The authors looked at three different traits- absolute brain mass, absolute body mass, and relative brain mass (a derivitive of brain mass and body mass) in 37 living species, and 23 extinct species. They reconstructed the ancestral state using three different phylogenetic methods: Parsimony, maximum likelihood, and a Bayesian Markov-chain Monte Carlo. They found that there are increases in both absolute and relative brain size in the Primate lineage, but not necessarily in body size. So primates, in general, have more brain per pound of body than most other mammals.
In a few branches, once an initial increase in brain size occurred, there was a secondary decrease in brain size. On the surface, it would seem that this doesn’t make sense. More brain= more smarts= more behavioral flexibility= more food, more mating, more survival. Right? Usually. But in some species, the energy it costs to maintain all of that extra brain costs more than it’s worth. If you are a bat who hunts for insects, you may not need to remember the location of all of the fruiting trees in the area, and the extra weight incurred by having a big brain weighs you down when you’re trying to fly. In that case, it might be advantageous to reduce your brain size.
There’s also the issue of a “phyletic dwarf” or “phyletic giant.” These are species which are very closely related to each other, but one is very big or very small. Something like the Aye-aye and the Giant Aye-aye. Brain size generally exhibits negative allometry because it’s such a specialized organ- so, as the body gets larger, the brain doesn’t keep up and is, as a result, proportionately smaller.

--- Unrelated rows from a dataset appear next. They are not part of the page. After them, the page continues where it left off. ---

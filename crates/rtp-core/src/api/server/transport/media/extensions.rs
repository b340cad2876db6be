//! Header extensions functionality
//!
//! This module handles RTP header extensions.

use std::collections::HashMap;
use std::sync::Arc;
use tokio::sync::RwLock;
use tracing::debug;

use crate::api::common::error::MediaTransportError;
use crate::api::common::extension::ExtensionFormat;
use crate::api::server::transport::HeaderExtension;

/// Check if header extensions are enabled
pub async fn is_header_extensions_enabled(
    header_extensions_enabled: &Arc<RwLock<bool>>,
) -> Result<bool, MediaTransportError> {
    Ok(*header_extensions_enabled.read().await)
}

/// Enable header extensions with the specified format
pub async fn enable_header_extensions(
    header_extensions_enabled: &Arc<RwLock<bool>>,
    header_extension_format: &Arc<RwLock<ExtensionFormat>>,
    format: ExtensionFormat,
) -> Result<bool, MediaTransportError> {
    // Check if already enabled
    if *header_extensions_enabled.read().await {
        return Ok(true);
    }
    
    // Set format and enabled flag
    *header_extension_format.write().await = format;
    *header_extensions_enabled.write().await = true;
    
    debug!("Enabled header extensions with format: {:?}", format);
    Ok(true)
}

/// Configure a header extension mapping
pub async fn configure_header_extension(
    header_extensions_enabled: &Arc<RwLock<bool>>,
    header_extension_format: &Arc<RwLock<ExtensionFormat>>,
    header_extension_mappings: &Arc<RwLock<HashMap<u8, String>>>,
    id: u8,
    uri: String,
) -> Result<(), MediaTransportError> {
    // Check if header extensions are enabled
    if !*header_extensions_enabled.read().await {
        return Err(MediaTransportError::ConfigError("Header extensions are not enabled".to_string()));
    }
    
    // Check if ID is valid for the current format
    let format = *header_extension_format.read().await;
    match format {
        ExtensionFormat::OneByte => {
            if id < 1 || id > 14 {
                return Err(MediaTransportError::ConfigError(
                    format!("Invalid extension ID for one-byte format: {} (must be 1-14)", id)
                ));
            }
        },
        ExtensionFormat::TwoByte => {
            if id < 1 || id > 255 {
                return Err(MediaTransportError::ConfigError(
                    format!("Invalid extension ID for two-byte format: {} (must be 1-255)", id)
                ));
            }
        },
        ExtensionFormat::Legacy => {
            // No specific validation for legacy format
        },
    }
    
    // Add mapping
    let mut mappings = header_extension_mappings.write().await;
    mappings.insert(id, uri.clone());
    
    debug!("Configured header extension ID {} -> URI: {}", id, uri);
    Ok(())
}

/// Configure multiple header extension mappings
pub async fn configure_header_extensions(
    header_extensions_enabled: &Arc<RwLock<bool>>,
    header_extension_format: &Arc<RwLock<ExtensionFormat>>,
    header_extension_mappings: &Arc<RwLock<HashMap<u8, String>>>,
    mappings: HashMap<u8, String>,
) -> Result<(), MediaTransportError> {
    // Configure each mapping
    for (id, uri) in mappings {
        configure_header_extension(
            header_extensions_enabled,
            header_extension_format,
            header_extension_mappings,
            id, 
            uri
        ).await?;
    }
    
    Ok(())
}

/// Add header extension for a client
pub async fn add_header_extension_for_client(
    header_extensions_enabled: &Arc<RwLock<bool>>,
    clients: &Arc<RwLock<HashMap<String, crate::api::server::transport::core::connection::ClientConnection>>>,
    pending_extensions: &Arc<RwLock<HashMap<String, Vec<HeaderExtension>>>>,
    client_id: &str,
    extension: HeaderExtension,
) -> Result<(), MediaTransportError> {
    // Check if header extensions are enabled
    if !*header_extensions_enabled.read().await {
        return Err(MediaTransportError::ConfigError("Header extensions are not enabled".to_string()));
    }
    
    // Make sure the client exists
    let clients_guard = clients.read().await;
    if !clients_guard.contains_key(client_id) {
        return Err(MediaTransportError::ClientNotFound(client_id.to_string()));
    }
    drop(clients_guard);
    
    // Add extension to pending list for this client
    let mut pending = pending_extensions.write().await;
    
    // Get or create the pending list for this client
    let client_pending = pending.entry(client_id.to_string()).or_insert_with(Vec::new);
    
    // Add the extension
    client_pending.push(extension);
    
    Ok(())
}

/// Add header extension for all clients
pub async fn add_header_extension_for_all_clients(
    header_extensions_enabled: &Arc<RwLock<bool>>,
    clients: &Arc<RwLock<HashMap<String, crate::api::server::transport::core::connection::ClientConnection>>>,
    pending_extensions: &Arc<RwLock<HashMap<String, Vec<HeaderExtension>>>>,
    extension: HeaderExtension,
) -> Result<(), MediaTransportError> {
    // Check if header extensions are enabled
    if !*header_extensions_enabled.read().await {
        return Err(MediaTransportError::ConfigError("Header extensions are not enabled".to_string()));
    }
    
    // Get all client IDs
    let clients_guard = clients.read().await;
    let client_ids: Vec<String> = clients_guard.keys().cloned().collect();
    drop(clients_guard);
    
    // Add extension for each client
    for client_id in client_ids {
        add_header_extension_for_client(
            header_extensions_enabled,
            clients,
            pending_extensions,
            &client_id,
            extension.clone()
        ).await?;
    }
    
    Ok(())
}

/// Add audio level extension for a client
pub async fn add_audio_level_extension_for_client(
    header_extensions_enabled: &Arc<RwLock<bool>>,
    header_extension_mappings: &Arc<RwLock<HashMap<u8, String>>>,
    clients: &Arc<RwLock<HashMap<String, crate::api::server::transport::core::connection::ClientConnection>>>,
    pending_extensions: &Arc<RwLock<HashMap<String, Vec<HeaderExtension>>>>,
    client_id: &str,
    voice_activity: bool,
    level: u8,
) -> Result<(), MediaTransportError> {
    // Check if header extensions are enabled
    if !*header_extensions_enabled.read().await {
        return Err(MediaTransportError::ConfigError("Header extensions are not enabled".to_string()));
    }
    
    // Clamp level to 0-127
    let level = level.min(127);
    
    // For audio level, the format is:
    // - Bit 7 (MSB): Voice activity flag (0 = active, 1 = inactive)
    // - Bits 0-6: Level (0-127 dB)
    let data = if voice_activity {
        // For active voice, the MSB is 0
        vec![level]
    } else {
        // For inactive voice, the MSB is 1
        vec![level | 0x80]
    };
    
    // Find the audio level extension ID
    let audio_level_id = {
        let mappings = header_extension_mappings.read().await;
        
        // Look for urn:ietf:params:rtp-hdrext:ssrc-audio-level in mappings
        let mut id = None;
        for (mapping_id, uri) in mappings.iter() {
            if uri == "urn:ietf:params:rtp-hdrext:ssrc-audio-level" {
                id = Some(*mapping_id);
                break;
            }
        }
        
        // Default to ID 1 if not found
        id.unwrap_or(1)
    };
    
    // Create extension
    let extension = HeaderExtension {
        id: audio_level_id,
        uri: "urn:ietf:params:rtp-hdrext:ssrc-audio-level".to_string(),
        data,
    };
    
    // Add extension for client
    add_header_extension_for_client(
        header_extensions_enabled,
        clients,
        pending_extensions,
        client_id,
        extension
    ).await
}

/// Add audio level extension for all clients
pub async fn add_audio_level_extension_for_all_clients(
    header_extensions_enabled: &Arc<RwLock<bool>>,
    header_extension_mappings: &Arc<RwLock<HashMap<u8, String>>>,
    clients: &Arc<RwLock<HashMap<String, crate::api::server::transport::core::connection::ClientConnection>>>,
    pending_extensions: &Arc<RwLock<HashMap<String, Vec<HeaderExtension>>>>,
    voice_activity: bool,
    level: u8,
) -> Result<(), MediaTransportError> {
    // Check if header extensions are enabled
    if !*header_extensions_enabled.read().await {
        return Err(MediaTransportError::ConfigError("Header extensions are not enabled".to_string()));
    }
    
    // Get all client IDs
    let clients_guard = clients.read().await;
    let client_ids: Vec<String> = clients_guard.keys().cloned().collect();
    drop(clients_guard);
    
    // Add audio level extension for each client
    for client_id in client_ids {
        add_audio_level_extension_for_client(
            header_extensions_enabled,
            header_extension_mappings,
            clients,
            pending_extensions,
            &client_id,
            voice_activity,
            level
        ).await?;
    }
    
    Ok(())
}

/// Get received header extensions for a client
pub async fn get_received_header_extensions(
    header_extensions_enabled: &Arc<RwLock<bool>>,
    received_extensions: &Arc<RwLock<HashMap<String, Vec<HeaderExtension>>>>,
    client_id: &str,
) -> Result<Vec<HeaderExtension>, MediaTransportError> {
    // Check if header extensions are enabled
    if !*header_extensions_enabled.read().await {
        return Err(MediaTransportError::ConfigError("Header extensions are not enabled".to_string()));
    }
    
    // Get extensions for this client
    let extensions = received_extensions.read().await;
    let client_extensions = extensions.get(client_id).cloned().unwrap_or_default();
    
    Ok(client_extensions)
}

/// Get audio level header extension for a client
pub async fn get_received_audio_level(
    header_extensions_enabled: &Arc<RwLock<bool>>,
    header_extension_mappings: &Arc<RwLock<HashMap<u8, String>>>,
    received_extensions: &Arc<RwLock<HashMap<String, Vec<HeaderExtension>>>>,
    client_id: &str,
) -> Result<Option<(bool, u8)>, MediaTransportError> {
    // Check if header extensions are enabled
    if !*header_extensions_enabled.read().await {
        return Err(MediaTransportError::ConfigError("Header extensions are not enabled".to_string()));
    }
    
    // Get all extensions for this client
    let client_extensions = get_received_header_extensions(
        header_extensions_enabled,
        received_extensions,
        client_id
    ).await?;
    
    // Look for audio level extension (typically ID 1)
    for ext in client_extensions {
        // Find by URI if mapped, or by common ID 1
        let is_audio_level = {
            let mappings = header_extension_mappings.read().await;
            mappings.get(&ext.id).map(|uri| uri == "urn:ietf:params:rtp-hdrext:ssrc-audio-level").unwrap_or(ext.id == 1)
        };
        
        if is_audio_level && !ext.data.is_empty() {
            // Parse audio level data
            let byte = ext.data[0];
            
            // Extract voice activity flag (0 = active, 1 = inactive)
            let voice_activity = (byte & 0x80) == 0;
            
            // Extract level (0-127 dB)
            let level = byte & 0x7F;
            
            return Ok(Some((voice_activity, level)));
        }
    }
    
    Ok(None)
}

/// Clear all pending header extensions
pub async fn clear_pending_header_extensions(
    pending_extensions: &Arc<RwLock<HashMap<String, Vec<HeaderExtension>>>>,
) -> Result<(), MediaTransportError> {
    let mut pending = pending_extensions.write().await;
    pending.clear();
    
    debug!("Cleared all pending header extensions");
    Ok(())
}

It’s extremely important for most of your organs to increase with body size. For example, a bigger animal needs to pump more blood, so it needs a bigger heart. A bigger animal eats more food and needs a bigger liver. There are certain areas of the brain that increase allometrically with body size- usually areas that are in charge of motor skills. If you’ve got bigger legs, you’ve got bigger muscles, and you need more neural projections in order to control them. But does a larger animal need to think more? Will it benefit from an extra few cubic centimeters of neocortex? Probably not, so it’s not worth the extra time and energy it takes to develop that neocortex.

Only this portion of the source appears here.